|English name:||St Theodore|
|Dedication:||Theodore of Euchaita|
|Denomination:||Orthodox, formerly Roman Catholic|
|Titular church||c. 678–c. 1590 and 1959–2000|
|Built:||Possibly 6th century, rebuilt 15th century and 1703–1705|
|Address:||7 Via de San Teodoro|
San Teodoro is a 15th century rebuilding of a 7th century circular church at Via San Teodoro 7 on the western slope of the Palatine, in the rione Campitelli. Pictures of the church on Wikimedia Commons.  There is an English Wikipedia page. 
This is still, strictly speaking, a titular church. However, the church has been lent to the Ecumenical Patriarch of Constantinople since 2000 for use by the Greek Orthodox expatriate community at Rome. This means that the title is vacant.
Nevertheless, it remains consecrated as a Catholic church and the Diocese lists it as such.
The site of the church in ancient times was just south of the Horrea Agrippiana, built by Agrippa as a public amenity in the reign of the emperor Augustus. This was a kind of ancient Roman business park, and was a large two-storey structure including chambers for wholesale, retail and manufacturing activities arranged around a central courtyard. It continued to function as such for at least a thousand years.
Archaeological investigations under the church have revealed what seem to be ancillary edifices dependent on the activities going on here.
Antiquarians since the Middle Ages have puzzled over the roundness of the church. One plausible suggestion was that the church was built on the foundations of a ruined temple, and the theory is still being repeated online. The archaeological evidence has demonstrated this to be false.
In the 4th century, a small rectangular building with an apse and a mosaic floor was erected here. This has been interpreted as a possible early Christian oratory, but (as is unfortunately usual for such remains) no demonstrable evidence of Christian cultic activity was found associated with it.
The foundation of the church is unrecorded. An unreliable tradition asserts that it was founded as a diaconia or centre for social services and assistance by Pope Gregory the Great at the end of the 6th century. This might be close to the truth, as the apse fresco is dated on stylistic grounds to the mid 7th century.
A perhaps more reliable tradition is that the diaconia was founded by Pope Agatho in about 680.
The dedication to an Eastern soldier saint is significant. As with San Giorgio in Velabro nearby, dedicated to another soldier saint, it is thought that this church was founded for (and perhaps by) the Greek colony established in the area. This consisted of merchants around the river port by the present Boca della Verità, and the imperial military garrison in the old palace on the Palatine. Up to the late 8th century, the emperor in Constantinople had his representative in Italy living at Ravenna but Rome had a governor with a retinue who was responsible for keeping public order.

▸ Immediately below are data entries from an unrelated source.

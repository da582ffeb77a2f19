//! Group key resolution.
//!
//! [`resolve`] maps a raw listing name to the key of the canonical product it
//! belongs to. The cascade is:
//!
//! 1. accessory blacklist, which short-circuits everything else;
//! 2. the first matching brand template from [`rules::BRAND_RULES`];
//! 3. a generic fallback that strips weight tokens and title-cases the rest.
//!
//! The result depends only on the name and [`rules::RULESET_VERSION`].

use once_cell::sync::Lazy;
use regex::Regex;
use serde::Serialize;
use std::fmt;

use crate::attributes::{self, AttributeSet, PackQuantity};
use crate::rules::{self, BrandRule, TemplatePart};

/// Key shared by every accessory, toy, or other non-edible listing.
pub const ACCESSORIES_GROUP: &str = "Accessories";

/// Key for listings with an empty name.
pub const NO_NAME_GROUP: &str = "Produto Sem Nome";

/// Residual names shorter than this fall back to the full collapsed name.
const MIN_FALLBACK_LEN: usize = 10;

static KG_TOKEN: Lazy<Regex> =
    Lazy::new(|| Regex::new(r"(?i)\d+[.,]?\d*\s*kg").expect("valid kg token pattern"));
static GRAM_TOKEN: Lazy<Regex> =
    Lazy::new(|| Regex::new(r"(?i)\d+[.,]?\d*\s*g\b").expect("valid gram token pattern"));

/// Canonical identity of a product family.
#[derive(Debug, Clone, PartialEq, Eq, Hash, PartialOrd, Ord, Serialize)]
pub struct GroupKey(String);

impl GroupKey {
    pub fn as_str(&self) -> &str {
        &self.0
    }

    pub fn into_string(self) -> String {
        self.0
    }

    pub fn is_accessory(&self) -> bool {
        self.0 == ACCESSORIES_GROUP
    }

    pub fn is_unnamed(&self) -> bool {
        self.0 == NO_NAME_GROUP
    }
}

impl fmt::Display for GroupKey {
    fn fmt(&self, f: &mut fmt::Formatter<'_>) -> fmt::Result {
        f.write_str(&self.0)
    }
}

/// Which step of the cascade produced a key.
#[derive(Debug, Clone, Copy, PartialEq, Eq, Serialize)]
#[serde(rename_all = "snake_case")]
pub enum GroupSource {
    Unnamed,
    Accessory,
    Brand,
    Generic,
}

/// Full classification of a listing name.
#[derive(Debug, Clone, Serialize)]
pub struct Classification {
    pub key: GroupKey,
    pub source: GroupSource,
    /// Brand and category from the matched brand rule, if any.
    pub brand: Option<&'static str>,
    pub category: Option<&'static str>,
    pub attributes: AttributeSet,
}

pub fn resolve(name: &str) -> GroupKey {
    classify(name).key
}

pub fn classify(name: &str) -> Classification {
    if name.trim().is_empty() {
        return Classification {
            key: GroupKey(NO_NAME_GROUP.to_string()),
            source: GroupSource::Unnamed,
            brand: None,
            category: None,
            attributes: attributes::extract(name),
        };
    }

    let lower = name.to_lowercase();
    let attrs = attributes::extract_lower(&lower);

    if rules::is_accessory(&lower) {
        return Classification {
            key: GroupKey(ACCESSORIES_GROUP.to_string()),
            source: GroupSource::Accessory,
            brand: None,
            category: None,
            attributes: attrs,
        };
    }

    if let Some(rule) = rules::brand_rule_for(&lower) {
        return Classification {
            key: GroupKey(render_template(rule, &attrs)),
            source: GroupSource::Brand,
            brand: Some(rule.brand),
            category: Some(rule.category),
            attributes: attrs,
        };
    }

    Classification {
        key: GroupKey(generic_key(name)),
        source: GroupSource::Generic,
        brand: None,
        category: None,
        attributes: attrs,
    }
}

fn render_template(rule: &BrandRule, attrs: &AttributeSet) -> String {
    let parts: Vec<String> = rule
        .template
        .iter()
        .filter_map(|part| match part {
            TemplatePart::Text(text) => Some((*text).to_string()),
            TemplatePart::Line => attrs.brand_line.clone(),
            TemplatePart::Flavor => attrs.flavor.clone(),
            TemplatePart::LifeStage => attrs.life_stage.map(|s| s.label().to_string()),
            TemplatePart::Size => attrs.body_size.map(|s| s.label().to_string()),
            TemplatePart::ForSpecies => attrs.species.map(|s| format!("para {}", s.label())),
            TemplatePart::Pack => Some(
                attrs
                    .pack_quantity
                    .unwrap_or(PackQuantity::Single)
                    .label()
                    .to_string(),
            ),
        })
        .collect();
    join_words(parts.iter().map(String::as_str))
}

fn generic_key(name: &str) -> String {
    let stripped = KG_TOKEN.replace_all(name, " ");
    let stripped = GRAM_TOKEN.replace_all(&stripped, " ");
    let mut residual = collapse_whitespace(&stripped);
    if residual.chars().count() < MIN_FALLBACK_LEN {
        residual = collapse_whitespace(name);
    }
    title_case(&residual)
}

/// Joins non-empty fragments with single spaces.
fn join_words<'a>(parts: impl Iterator<Item = &'a str>) -> String {
    collapse_whitespace(&parts.collect::<Vec<_>>().join(" "))
}

pub fn collapse_whitespace(s: &str) -> String {
    s.split_whitespace().collect::<Vec<_>>().join(" ")
}

fn title_case(s: &str) -> String {
    s.split(' ')
        .map(|word| {
            let mut chars = word.chars();
            match chars.next() {
                Some(first) => first.to_uppercase().chain(chars.flat_map(char::to_lowercase)).collect(),
                None => String::new(),
            }
        })
        .collect::<Vec<_>>()
        .join(" ")
}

Traditionally, the relics (or part of them) of St Theodore are enshrined here.
Why was it round?Edit
The round shape is unusual, and since it wasn't built in the ruins of a temple the shape must have been chosen by the founders. This is a puzzle, shared by San Stefano Rotondo al Celio. The obvious model would have been the Anastasis or rotunda built by the emperor Constantine at the Holy Sepulchre in Jerusalem, but a round church more familiar to 7th century expatriates from Constantinople would have been that of the Holy Apostles which was focused on the rotunda-tomb of the emperor.
Rebuilding and restorationsEdit
It seems that the church was parochial in the Middle Ages, as it had a graveyard attached. It was administered by a small chapter of secular clergy, numbering four when the church was rebuilt in the 15th century.
The church was perhaps most famous as the original home of the famous Capitoline Wolf, until this was moved to the Campodoglio in 1471 and the twin babies Romulus and Remus added. There is still debate as to where this originally came from, since the shocking discovery that it is 11th century and not Etruscan as has been believed for centuries.
The church renovated on the orders of Francesco Cardinal Barberini in 1643, as part of his enormous patronage of the fabric of Rome's churches. The major problem here was water getting into the walls, which was blamed on the river but might have been springs breaking out of the slope of the Palatine hill. It is on record that the restoration did not work, and depictions of the church at this period show it resembling the ancient ruins around it and having bushes growing out of its dome.
Pope Clement XI hired Carlo Fontana to have another go, 1703–1705. He provided the present portico, and also the attractive little piazza in front which took over the ancient graveyard. Apparently, the latter had become a small marsh and so was destroying the church foundations. Fontana's intervention solved the problem. However the pope stopped him intervening in the church itself, where he had proposed replacing the dome.
Like San Giorgio down the road, this church has been struggling to justify its existence pastorally for centuries. However, here a popular custom grew up of bringing sick babies and their mothers to ask the intercession of San Toto, as St Theodore had come to be known in the city. Babies with throat and chest infections were apparently specially favoured.
Pope Clement apparently gave some thought about what to do with the newly restored church, and decided to grant it to a confraternity of expatriates from Urbino. However, in 1729 the church was granted instead to the Arcionfraternita del Sacro Cuore di Gesù, founded in 1709 to promote the cult of the Sacred Heart. These were nicknamed the Sacconi Bianchi, after the white robes that they wore for their penitential processions.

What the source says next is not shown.